Read through the data below and state how many of its lines contain the word "return", adding nothing.

RECORD EXCERPTS -
╔══
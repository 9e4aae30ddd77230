//! Workflow engine - the proposal state machine
//!
//! Every operation follows the same shape: fetch the proposal, resolve
//! capabilities, validate the transition, persist atomically, then fire the
//! notification without waiting on it. Concurrent attempts on the same
//! proposal are serialized by the store's version guard; the loser gets
//! `VersionConflict` and must re-fetch.
//!
//! There is no timer-driven transition: the configured review timeout is a
//! reporting threshold only.

use crate::permissions::PermissionResolver;
use crate::validation::{validate_reject_reason, validate_transition};
use dealbridge_common::auth::Identity;
use dealbridge_common::domain::{Proposal, ProposalStatus, ReviewRecord};
use dealbridge_common::errors::{AppError, Result};
use dealbridge_common::metrics::record_transition;
use dealbridge_common::notify::{spawn_notify, LifecycleEvent, Notifier};
use dealbridge_common::store::{Counter, LifecycleStamp, ProposalStore};
use serde::Serialize;
use std::sync::Arc;
use tracing::info;
use uuid::Uuid;

/// Result of a read-only transition dry run
#[derive(Debug, Clone, Serialize)]
pub struct TransitionCheck {
    pub allowed: bool,
    /// Why the transition is unavailable, when it is
    pub reason: Option<String>,
}

/// The proposal state machine.
///
/// Stateless per request; all state lives in the store.
pub struct WorkflowEngine<S> {
    store: Arc<S>,
    notifier: Arc<dyn Notifier>,
    resolver: PermissionResolver,
}

impl<S: ProposalStore> WorkflowEngine<S> {
    pub fn new(store: Arc<S>, notifier: Arc<dyn Notifier>, resolver: PermissionResolver) -> Self {
        Self {
            store,
            notifier,
            resolver,
        }
    }

    pub fn resolver(&self) -> &PermissionResolver {
        &self.resolver
    }

    async fn fetch(&self, id: Uuid) -> Result<Proposal> {
        self.store
            .find_by_id(id)
            .await?
            .ok_or_else(|| AppError::ProposalNotFound { id: id.to_string() })
    }

    fn require_creator_or_admin(proposal: &Proposal, caller: &Identity) -> Result<()> {
        caller.require_active()?;
        if caller.role.is_admin() || caller.id == proposal.creator_id {
            Ok(())
        } else {
            Err(AppError::Forbidden {
                message: "Only the creator or an admin may perform this action".to_string(),
            })
        }
    }

    /// Validate against the adjacency table, then persist the transition
    /// and its audit record in one store write.
    async fn execute(
        &self,
        proposal: &Proposal,
        to: ProposalStatus,
        operator_id: Uuid,
        comment: Option<String>,
        stamp: Option<LifecycleStamp>,
    ) -> Result<Proposal> {
        validate_transition(proposal.status, to)?;

        let record = ReviewRecord::for_transition(
            proposal.status,
            to,
            operator_id,
            comment,
            serde_json::Value::Null,
        );
        let action = record.action.clone();

        match self
            .store
            .apply_transition(proposal.id, proposal.version, to, record, stamp)
            .await
        {
            Ok(updated) => {
                record_transition(&action, false);
                info!(
                    proposal_id = %updated.id,
                    action = %action,
                    version = updated.version,
                    "Transition executed"
                );
                Ok(updated)
            }
            Err(e @ AppError::VersionConflict { .. }) => {
                record_transition(&action, true);
                Err(e)
            }
            Err(e) => Err(e),
        }
    }

    /// Submit a Draft into review. Requires the creator (or an admin) and
    /// passes only when the completeness gate is satisfied.
    pub async fn submit(&self, id: Uuid, caller: &Identity) -> Result<Proposal> {
        let proposal = self.fetch(id).await?;
        Self::require_creator_or_admin(&proposal, caller)?;
        validate_transition(proposal.status, ProposalStatus::UnderReview)?;

        let report = crate::validation::check_completeness(&proposal);
        if !report.ready_for_submission {
            return Err(AppError::NotReady {
                missing: report.missing_fields,
            });
        }

        let updated = self
            .execute(
                &proposal,
                ProposalStatus::UnderReview,
                caller.id,
                None,
                Some(LifecycleStamp::Submitted),
            )
            .await?;

        spawn_notify(
            self.notifier.clone(),
            LifecycleEvent::SubmissionReceived {
                proposal_id: updated.id,
                creator_id: updated.creator_id,
            },
        );
        Ok(updated)
    }

    /// Pull a submission out of review, back into Draft.
    ///
    /// Only an UnderReview proposal can be withdrawn; a Rejected one goes
    /// back through `reopen` instead.
    pub async fn withdraw(
        &self,
        id: Uuid,
        caller: &Identity,
        reason: Option<String>,
    ) -> Result<Proposal> {
        let proposal = self.fetch(id).await?;
        Self::require_creator_or_admin(&proposal, caller)?;

        if proposal.status != ProposalStatus::UnderReview {
            return Err(AppError::InvalidTransition {
                from: proposal.status.to_string(),
                to: ProposalStatus::Draft.to_string(),
            });
        }

        self.execute(&proposal, ProposalStatus::Draft, caller.id, reason, None)
            .await
    }

    /// Take a Rejected proposal back to Draft for rework before
    /// resubmission
    pub async fn reopen(&self, id: Uuid, caller: &Identity) -> Result<Proposal> {
        let proposal = self.fetch(id).await?;
        Self::require_creator_or_admin(&proposal, caller)?;

        if proposal.status != ProposalStatus::Rejected {
            return Err(AppError::InvalidTransition {
                from: proposal.status.to_string(),
                to: ProposalStatus::Draft.to_string(),
            });
        }

        self.execute(&proposal, ProposalStatus::Draft, caller.id, None, None)
            .await
    }

    /// Admin decision: accept the submission. Optionally chains straight
    /// into publish.
    pub async fn approve(
        &self,
        id: Uuid,
        admin: &Identity,
        comment: Option<String>,
        auto_publish: bool,
    ) -> Result<Proposal> {
        admin.require_admin()?;
        let proposal = self.fetch(id).await?;

        let approved = self
            .execute(
                &proposal,
                ProposalStatus::Approved,
                admin.id,
                comment.clone(),
                Some(LifecycleStamp::Approved),
            )
            .await?;

        spawn_notify(
            self.notifier.clone(),
            LifecycleEvent::ReviewDecided {
                proposal_id: approved.id,
                creator_id: approved.creator_id,
                approved: true,
                comment,
            },
        );

        if !auto_publish {
            return Ok(approved);
        }

        let published = self
            .execute(
                &approved,
                ProposalStatus::Available,
                admin.id,
                None,
                Some(LifecycleStamp::Published),
            )
            .await?;

        spawn_notify(
            self.notifier.clone(),
            LifecycleEvent::ProposalPublished {
                proposal_id: published.id,
                creator_id: published.creator_id,
            },
        );
        Ok(published)
    }

    /// Admin decision: decline the submission with an actionable reason
    pub async fn reject(&self, id: Uuid, admin: &Identity, reason: String) -> Result<Proposal> {
        admin.require_admin()?;
        validate_reject_reason(&reason)?;
        let proposal = self.fetch(id).await?;

        let updated = self
            .execute(
                &proposal,
                ProposalStatus::Rejected,
                admin.id,
                Some(reason.clone()),
                None,
            )
            .await?;

        spawn_notify(
            self.notifier.clone(),
            LifecycleEvent::ReviewDecided {
                proposal_id: updated.id,
                creator_id: updated.creator_id,
                approved: false,
                comment: Some(reason),
            },
        );
        Ok(updated)
    }

    /// Make an Approved proposal visible to buyers
    pub async fn publish(&self, id: Uuid, caller: &Identity) -> Result<Proposal> {
        let proposal = self.fetch(id).await?;
        Self::require_creator_or_admin(&proposal, caller)?;

        let updated = self
            .execute(
                &proposal,
                ProposalStatus::Available,
                caller.id,
                None,
                Some(LifecycleStamp::Published),
            )
            .await?;

        spawn_notify(
            self.notifier.clone(),
            LifecycleEvent::ProposalPublished {
                proposal_id: updated.id,
                creator_id: updated.creator_id,
            },
        );
        Ok(updated)
    }

    /// One-way terminal transition. Archiving twice is an explicit error,
    /// not a no-op.
    pub async fn archive(
        &self,
        id: Uuid,
        caller: &Identity,
        reason: Option<String>,
    ) -> Result<Proposal> {
        let proposal = self.fetch(id).await?;
        Self::require_creator_or_admin(&proposal, caller)?;

        if proposal.status == ProposalStatus::Archived {
            return Err(AppError::AlreadyArchived { id: id.to_string() });
        }

        self.execute(&proposal, ProposalStatus::Archived, caller.id, reason, None)
            .await
    }

    /// Record a buyer dispatch: from Available this is the Available→Sent
    /// transition plus the counter; once Sent, only the counter moves.
    pub async fn record_dispatch(&self, id: Uuid, operator: &Identity) -> Result<Proposal> {
        let proposal = self.fetch(id).await?;
        Self::require_creator_or_admin(&proposal, operator)?;

        match proposal.status {
            ProposalStatus::Available => {
                self.execute(&proposal, ProposalStatus::Sent, operator.id, None, None)
                    .await?;
            }
            ProposalStatus::Sent => {}
            other => {
                return Err(AppError::InvalidTransition {
                    from: other.to_string(),
                    to: ProposalStatus::Sent.to_string(),
                })
            }
        }

        self.store.increment_counter(id, Counter::Sent, 1).await?;
        self.fetch(id).await
    }

    /// Read-only dry run used by UIs to gray out unavailable actions
    pub async fn can_transition_to(
        &self,
        id: Uuid,
        target: ProposalStatus,
        caller: Option<&Identity>,
    ) -> Result<TransitionCheck> {
        let proposal = self.fetch(id).await?;

        if let Err(e) = validate_transition(proposal.status, target) {
            return Ok(TransitionCheck {
                allowed: false,
                reason: Some(e.to_string()),
            });
        }

        let caps = self.resolver.resolve(&proposal, caller);
        let actor_ok = match target {
            ProposalStatus::UnderReview => caps.can_submit,
            ProposalStatus::Approved | ProposalStatus::Rejected => caps.can_approve,
            // withdraw, publish, dispatch and archive are creator/admin actions
            _ => caller.is_some_and(|c| {
                c.is_active && (c.role.is_admin() || c.id == proposal.creator_id)
            }),
        };

        if actor_ok {
            Ok(TransitionCheck {
                allowed: true,
                reason: None,
            })
        } else {
            Ok(TransitionCheck {
                allowed: false,
                reason: Some("Caller lacks the capability for this transition".to_string()),
            })
        }
    }

    /// Review history, newest first
    pub async fn history(&self, id: Uuid) -> Result<Vec<ReviewRecord>> {
        Ok(self.fetch(id).await?.history())
    }
}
╚══
ANSWER AREA -
7